» Problem requirements: Report every line of the records beneath this task that holds the string "Duration".

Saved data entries
-=-=-
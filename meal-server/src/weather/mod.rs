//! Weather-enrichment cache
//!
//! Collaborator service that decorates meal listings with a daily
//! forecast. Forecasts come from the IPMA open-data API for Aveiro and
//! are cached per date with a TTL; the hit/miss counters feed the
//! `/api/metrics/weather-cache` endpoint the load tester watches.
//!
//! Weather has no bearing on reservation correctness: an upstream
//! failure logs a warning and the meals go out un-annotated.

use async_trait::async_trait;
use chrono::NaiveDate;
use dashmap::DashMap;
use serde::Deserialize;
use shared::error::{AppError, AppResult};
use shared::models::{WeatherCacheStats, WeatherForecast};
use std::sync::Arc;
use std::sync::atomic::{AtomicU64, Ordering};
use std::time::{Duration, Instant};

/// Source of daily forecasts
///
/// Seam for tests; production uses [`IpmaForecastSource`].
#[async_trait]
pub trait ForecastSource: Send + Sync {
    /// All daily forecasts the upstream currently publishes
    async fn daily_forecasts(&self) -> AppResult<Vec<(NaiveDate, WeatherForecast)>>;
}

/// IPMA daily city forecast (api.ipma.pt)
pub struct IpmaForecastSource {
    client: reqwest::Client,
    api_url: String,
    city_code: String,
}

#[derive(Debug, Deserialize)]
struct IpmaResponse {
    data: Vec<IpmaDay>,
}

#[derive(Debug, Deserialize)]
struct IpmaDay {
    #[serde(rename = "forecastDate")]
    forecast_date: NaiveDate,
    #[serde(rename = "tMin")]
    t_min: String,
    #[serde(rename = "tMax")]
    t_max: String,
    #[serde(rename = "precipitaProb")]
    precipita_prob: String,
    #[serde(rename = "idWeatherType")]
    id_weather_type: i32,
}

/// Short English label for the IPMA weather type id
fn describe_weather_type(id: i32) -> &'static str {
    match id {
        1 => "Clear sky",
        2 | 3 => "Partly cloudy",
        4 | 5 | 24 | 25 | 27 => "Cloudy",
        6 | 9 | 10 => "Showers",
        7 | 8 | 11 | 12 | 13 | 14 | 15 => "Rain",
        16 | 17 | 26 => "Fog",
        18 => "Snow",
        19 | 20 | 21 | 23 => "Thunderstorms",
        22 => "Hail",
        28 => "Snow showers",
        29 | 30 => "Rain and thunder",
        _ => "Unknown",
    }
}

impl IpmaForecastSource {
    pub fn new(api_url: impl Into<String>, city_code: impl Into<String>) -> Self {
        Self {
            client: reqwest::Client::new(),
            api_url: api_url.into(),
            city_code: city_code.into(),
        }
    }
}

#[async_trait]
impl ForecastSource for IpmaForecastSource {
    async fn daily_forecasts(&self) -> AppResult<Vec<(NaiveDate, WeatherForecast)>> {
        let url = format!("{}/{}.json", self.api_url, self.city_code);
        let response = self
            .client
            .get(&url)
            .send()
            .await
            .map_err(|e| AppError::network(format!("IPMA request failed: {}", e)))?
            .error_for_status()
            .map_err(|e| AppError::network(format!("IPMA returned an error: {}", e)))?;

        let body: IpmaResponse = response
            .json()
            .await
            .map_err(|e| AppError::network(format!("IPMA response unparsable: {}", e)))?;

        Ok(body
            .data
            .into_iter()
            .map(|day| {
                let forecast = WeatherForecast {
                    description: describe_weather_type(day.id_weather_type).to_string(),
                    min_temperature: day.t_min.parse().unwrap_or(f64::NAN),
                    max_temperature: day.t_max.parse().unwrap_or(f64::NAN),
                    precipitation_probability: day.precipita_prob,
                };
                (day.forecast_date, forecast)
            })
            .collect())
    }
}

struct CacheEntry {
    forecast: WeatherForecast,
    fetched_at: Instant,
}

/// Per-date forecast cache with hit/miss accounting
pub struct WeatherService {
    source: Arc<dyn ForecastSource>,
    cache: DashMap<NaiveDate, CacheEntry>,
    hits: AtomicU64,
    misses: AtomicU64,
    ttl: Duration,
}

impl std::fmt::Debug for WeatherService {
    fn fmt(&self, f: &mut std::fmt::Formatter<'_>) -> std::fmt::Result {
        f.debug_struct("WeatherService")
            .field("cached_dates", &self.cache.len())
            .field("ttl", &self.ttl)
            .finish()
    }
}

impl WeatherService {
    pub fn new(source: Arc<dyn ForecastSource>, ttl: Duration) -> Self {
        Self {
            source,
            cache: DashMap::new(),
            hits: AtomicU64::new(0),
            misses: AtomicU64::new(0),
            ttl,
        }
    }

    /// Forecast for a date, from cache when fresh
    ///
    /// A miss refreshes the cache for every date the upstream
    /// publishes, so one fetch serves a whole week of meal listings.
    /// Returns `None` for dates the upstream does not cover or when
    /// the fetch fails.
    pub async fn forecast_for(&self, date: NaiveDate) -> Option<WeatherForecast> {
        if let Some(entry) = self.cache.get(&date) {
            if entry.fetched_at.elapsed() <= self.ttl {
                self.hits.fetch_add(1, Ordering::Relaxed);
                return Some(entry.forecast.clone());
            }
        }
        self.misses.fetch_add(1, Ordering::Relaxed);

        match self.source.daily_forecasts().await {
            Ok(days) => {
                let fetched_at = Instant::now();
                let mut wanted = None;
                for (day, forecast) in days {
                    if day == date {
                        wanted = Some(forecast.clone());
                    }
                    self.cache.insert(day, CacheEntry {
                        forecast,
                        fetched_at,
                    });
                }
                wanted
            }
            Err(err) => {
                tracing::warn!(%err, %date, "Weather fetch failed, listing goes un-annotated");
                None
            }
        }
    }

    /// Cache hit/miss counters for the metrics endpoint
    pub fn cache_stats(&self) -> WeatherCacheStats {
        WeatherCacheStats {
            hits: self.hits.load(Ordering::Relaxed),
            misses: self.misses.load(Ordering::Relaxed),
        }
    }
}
-=-=-
» Answer section:
use std::time::{Duration, Instant};
    ttl: Duration,
    pub fn new(source: Arc<dyn ForecastSource>, ttl: Duration) -> Self {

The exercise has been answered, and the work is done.